# Räucherofen



## B.O.S. (5. Mai 2006)

Hallo zusammen,
ich wollte mal Nachfragen, was beim Räucherofenbau so alles beachtet werden muss.

Mit was muss ich die Fische vorher behandeln, wenn ich sie in den Ofen hänge.

In was für einen Abstand hängt der Fisch zum Holz.

Wo muss die Frischluft rein "Sitz der Zuleitung", damit das Holz ordentlich vom festen in den gasförmigen Zustand übergeht.

Wo muss die Abluft hin "Sitz des Abzugs", damit sich die Umwelt "vorallem Pflanzen, an den Abgasen sich erfreuen".

Wie lange dauert so ein Räuchern "bis das Fett aus dem Fisch nach unten tropft?"


Was für Holzarten kann ich zur Feuerung verwenden.
Müssen es Holzspähne sein, oder kann man auch Holzschnitzel verwenden.

Was für eine Temperatur muss im Ofen beim Räuchern herrschen.

Ich hab jetzt schon etliche Weißfische "leider" schon schwimmen lassen.

Noch eine Frage hätte ich.
Ist es illegal so ein Räucherofen zu betreiben, oder wird sowas dem Grillen gleichgestellt.

Ich hoffe um Hilfe, da ich nicht mehr solange Urlaub habe, um mir so einen Ofen selbst zu bauen.

Ps.: Es sollte ein Räucherschrank werden.
Also so ein Gebilde aus Dreiecken, Rechtecken oder Vierecken und das Geld sollte nich so viel aus meinem Geldbeutel hinausklimpern


----------



## esox_105 (5. Mai 2006)

*AW: Räucherofen*

http://people.freenet.de/ernst-spangenberger/raeuchern.htm


----------



## B.O.S. (5. Mai 2006)

*AW: Räucherofen*

Könnte ich nach diesem Bild einen Räucherofen bauen?









Also Frischluft brauch das Brennmaterial in dem Falle Holz im Räucherraum und Gas im Brennraum.


----------



## Zanderfänger (6. Mai 2006)

*AW: Räucherofen*

Gude Pungschder,

glaube das erkläre ich dir am besten mal live! :q

Gruß #h
Ernst


----------



## B.O.S. (6. Mai 2006)

*AW: Räucherofen*

Wie man gleichgesinnte manchmal trifft, ist manchmal echt komisch.

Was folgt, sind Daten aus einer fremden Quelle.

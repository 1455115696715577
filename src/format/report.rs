use std::fmt;
use std::io::Write;

use crate::error::Result;
use crate::format::ps::types::{
    Extension, GopHeader, PackHeader, PictureHeader, PrivateStream2, SequenceHeader,
    StartCodeKind, SystemHeader,
};
use crate::format::ts::pes::PesUnit;
use crate::format::ts::types::ClockReference;
use crate::utils::BitReader;

/// Where a record was found: a byte offset and, for TS input, the PID whose
/// elementary byte stream the offset refers to.
#[derive(Debug, Clone, Copy, PartialEq, Eq, Default)]
pub struct Location {
    pub offset: u64,
    pub pid: Option<u16>,
}

impl Location {
    pub fn new(offset: u64, pid: Option<u16>) -> Self {
        Self { offset, pid }
    }
}

/// Non-fatal conditions found while scanning.
#[derive(Debug, Clone, PartialEq, Eq)]
pub enum Diagnostic {
    /// Start code with no known meaning, payload skipped.
    UnknownUnitType { code: u8 },
    /// Sequence extension kind that is not decoded.
    UnknownExtension { kind: u8 },
    MarkerMismatch {
        field: &'static str,
        expected: &'static str,
        found: u64,
    },
    /// Bytes skipped while looking for the next start code.
    Discarded { bytes: usize },
    /// Zero-length PES unit with no later boundary to infer its length from.
    UndeterminedPesLength { stream_id: u8 },
    /// System header stream id below 0xBC that is not 0xB8 or 0xB9.
    BadSystemStreamId { stream_id: u8 },
    ContinuityGap { expected: u8, found: u8 },
    /// Trailing bytes shorter than a transport packet.
    TruncatedPacket { bytes: usize },
    /// A unit whose span ran past the end of the input.
    TruncatedUnit { unit: String },
    OversizedUnit { pending: usize, limit: usize },
    /// A segment that was abandoned after a fatal error.
    SegmentFailed { reason: String },
}

impl Diagnostic {
    pub fn name(&self) -> &'static str {
        match self {
            Diagnostic::UnknownUnitType { .. } => "unknown-unit-type",
            Diagnostic::UnknownExtension { .. } => "unknown-extension",
            Diagnostic::MarkerMismatch { .. } => "marker-mismatch",
            Diagnostic::Discarded { .. } => "discarded",
            Diagnostic::UndeterminedPesLength { .. } => "undetermined-pes-length",
            Diagnostic::BadSystemStreamId { .. } => "bad-system-stream-id",
            Diagnostic::ContinuityGap { .. } => "continuity-gap",
            Diagnostic::TruncatedPacket { .. } => "truncated-packet",
            Diagnostic::TruncatedUnit { .. } => "truncated-unit",
            Diagnostic::OversizedUnit { .. } => "oversized-unit",
            Diagnostic::SegmentFailed { .. } => "segment-failed",
        }
    }
}

impl fmt::Display for Diagnostic {
    fn fmt(&self, f: &mut fmt::Formatter) -> fmt::Result {
        match self {
            Diagnostic::UnknownUnitType { code } => {
                write!(f, "Unknown start code 0x000001{:02X}", code)
            }
            Diagnostic::UnknownExtension { kind } => write!(f, "Unknown extension kind {}", kind),
            Diagnostic::MarkerMismatch {
                field,
                expected,
                found,
            } => write!(
                f,
                "Invalid {} marker: expected {}, found {}",
                field, expected, found
            ),
            Diagnostic::Discarded { bytes } => write!(f, "Discarded {} bytes", bytes),
            Diagnostic::UndeterminedPesLength { stream_id } => write!(
                f,
                "Unable to determine length of PES packet (stream 0x{:02X})",
                stream_id
            ),
            Diagnostic::BadSystemStreamId { stream_id } => {
                write!(f, "Bad stream id 0x{:02X} in system header", stream_id)
            }
            Diagnostic::ContinuityGap { expected, found } => write!(
                f,
                "Continuity counter gap: expected {}, found {}",
                expected, found
            ),
            Diagnostic::TruncatedPacket { bytes } => {
                write!(f, "Truncated transport packet of {} bytes", bytes)
            }
            Diagnostic::TruncatedUnit { unit } => write!(f, "Truncated {}", unit),
            Diagnostic::OversizedUnit { pending, limit } => write!(
                f,
                "Oversized unit: {} bytes pending, limit is {}",
                pending, limit
            ),
            Diagnostic::SegmentFailed { reason } => write!(f, "Segment failed: {}", reason),
        }
    }
}

/// The decoded content of one record.
#[derive(Debug, Clone, PartialEq)]
pub enum RecordBody {
    Pack(PackHeader),
    System(SystemHeader),
    Sequence(SequenceHeader),
    Extension(Extension),
    Gop(GopHeader),
    Picture(PictureHeader),
    PrivateStream2(PrivateStream2),
    Pes(PesUnit),
    Opcr(ClockReference),
    /// A recognized start code whose payload is not decoded.
    StartCode(StartCodeKind),
    Diagnostic(Diagnostic),
}

impl RecordBody {
    /// Short kind name, used as the first column of the tabular export.
    pub fn kind(&self) -> &'static str {
        match self {
            RecordBody::Pack(_) => "pack",
            RecordBody::System(_) => "system",
            RecordBody::Sequence(_) => "sequence",
            RecordBody::Extension(_) => "extension",
            RecordBody::Gop(_) => "gop",
            RecordBody::Picture(_) => "picture",
            RecordBody::PrivateStream2(_) => "private-stream-2",
            RecordBody::Pes(_) => "pes",
            RecordBody::Opcr(_) => "opcr",
            RecordBody::StartCode(_) => "start-code",
            RecordBody::Diagnostic(d) => d.name(),
        }
    }

    pub fn is_diagnostic(&self) -> bool {
        matches!(self, RecordBody::Diagnostic(_))
    }
}

impl fmt::Display for RecordBody {
    fn fmt(&self, f: &mut fmt::Formatter) -> fmt::Result {
        match self {
            RecordBody::Pack(h) => h.fmt(f),
            RecordBody::System(h) => h.fmt(f),
            RecordBody::Sequence(h) => h.fmt(f),
            RecordBody::Extension(h) => h.fmt(f),
            RecordBody::Gop(h) => h.fmt(f),
            RecordBody::Picture(h) => h.fmt(f),
            RecordBody::PrivateStream2(h) => h.fmt(f),
            RecordBody::Pes(p) => p.fmt(f),
            RecordBody::Opcr(c) => write!(f, "OPCR: {}", c),
            RecordBody::StartCode(kind) => {
                write!(f, "Found 0x000001{:02X} = {}", kind.code(), kind)
            }
            RecordBody::Diagnostic(d) => d.fmt(f),
        }
    }
}

#[derive(Debug, Clone, PartialEq)]
pub struct Record {
    pub location: Location,
    pub body: RecordBody,
}

impl fmt::Display for Record {
    fn fmt(&self, f: &mut fmt::Formatter) -> fmt::Result {
        match self.location.pid {
            Some(pid) => write!(
                f,
                "Offset: {:8} [PID 0x{:04X}] - {}",
                self.location.offset, pid, self.body
            ),
            None => write!(f, "Offset: {:8} - {}", self.location.offset, self.body),
        }
    }
}

/// Ordered list of everything decoded or diagnosed during an analysis.
///
/// Records are kept in the order they were found. Each push is also logged:
/// diagnostics at `warn`, decoded units at `info`.
#[derive(Debug, Clone, Default, PartialEq)]
pub struct Report {
    records: Vec<Record>,
}

impl Report {
    pub fn new() -> Self {
        Self::default()
    }

    pub fn push(&mut self, location: Location, body: RecordBody) {
        let record = Record { location, body };
        if record.body.is_diagnostic() {
            log::warn!("{}", record);
        } else {
            log::info!("{}", record);
        }
        self.records.push(record);
    }

    pub fn diagnostic(&mut self, location: Location, diagnostic: Diagnostic) {
        self.push(location, RecordBody::Diagnostic(diagnostic));
    }

    pub fn records(&self) -> &[Record] {
        &self.records
    }

    pub fn len(&self) -> usize {
        self.records.len()
    }

    pub fn is_empty(&self) -> bool {
        self.records.is_empty()
    }

    pub fn diagnostics(&self) -> impl Iterator<Item = &Diagnostic> {
        self.records.iter().filter_map(|r| match &r.body {
            RecordBody::Diagnostic(d) => Some(d),
            _ => None,
        })
    }

    /// Moves all records of `other` to the end of this report.
    pub fn extend(&mut self, other: Report) {
        self.records.extend(other.records);
    }

    /// Writes the records as tab-separated `offset pid kind summary` rows.
    pub fn write_tsv<W: Write>(&self, mut out: W) -> Result<()> {
        writeln!(out, "offset\tpid\tkind\tsummary")?;
        for record in &self.records {
            let pid = record
                .location
                .pid
                .map(|pid| pid.to_string())
                .unwrap_or_default();
            writeln!(
                out,
                "{}\t{}\t{}\t{}",
                record.location.offset,
                pid,
                record.body.kind(),
                record.body
            )?;
        }
        Ok(())
    }
}

impl fmt::Display for Report {
    fn fmt(&self, f: &mut fmt::Formatter) -> fmt::Result {
        for record in &self.records {
            writeln!(f, "{}", record)?;
        }
        Ok(())
    }
}

/// Reads one marker bit, reporting a mismatch when it is not set.
///
/// Decoding always carries on from the bit after the marker.
pub(crate) fn check_marker_bit(
    reader: &mut BitReader,
    field: &'static str,
    report: &mut Report,
    location: Location,
) -> Result<()> {
    let bit = reader.get_bits(1)?;
    if bit != 1 {
        report.diagnostic(
            location,
            Diagnostic::MarkerMismatch {
                field,
                expected: "1",
                found: bit,
            },
        );
    }
    Ok(())
}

Andere Frage, wo angelst Du so und auf was für Fischarten hast du Dich spezialisiert?

Aber zurück zum Räucherofen, würde das so passen?


----------



## B.O.S. (6. Mai 2006)

*AW: Räucherofen*

Passt doch so mit dem Bau oder, muss es unbedingt Edelstahlblech sein, oder reicht auch Aluminiumblech.

Was für eine Blechstärke sollte es haben....


----------



## Zanderfänger (6. Mai 2006)

*AW: Räucherofen*



			
				B.O.S. schrieb:
			
		

> Wie man gleichgesinnte manchmal trifft, ist manchmal echt komisch.
> 
> Andere Frage, wo angelst Du so und auf was für Fischarten hast du Dich spezialisiert?
> 
> Aber zurück zum Räucherofen, würde das so passen?


Gude,

wir reden wie gesagt, am besten mal bei nem kühlen Pfupi drüber. 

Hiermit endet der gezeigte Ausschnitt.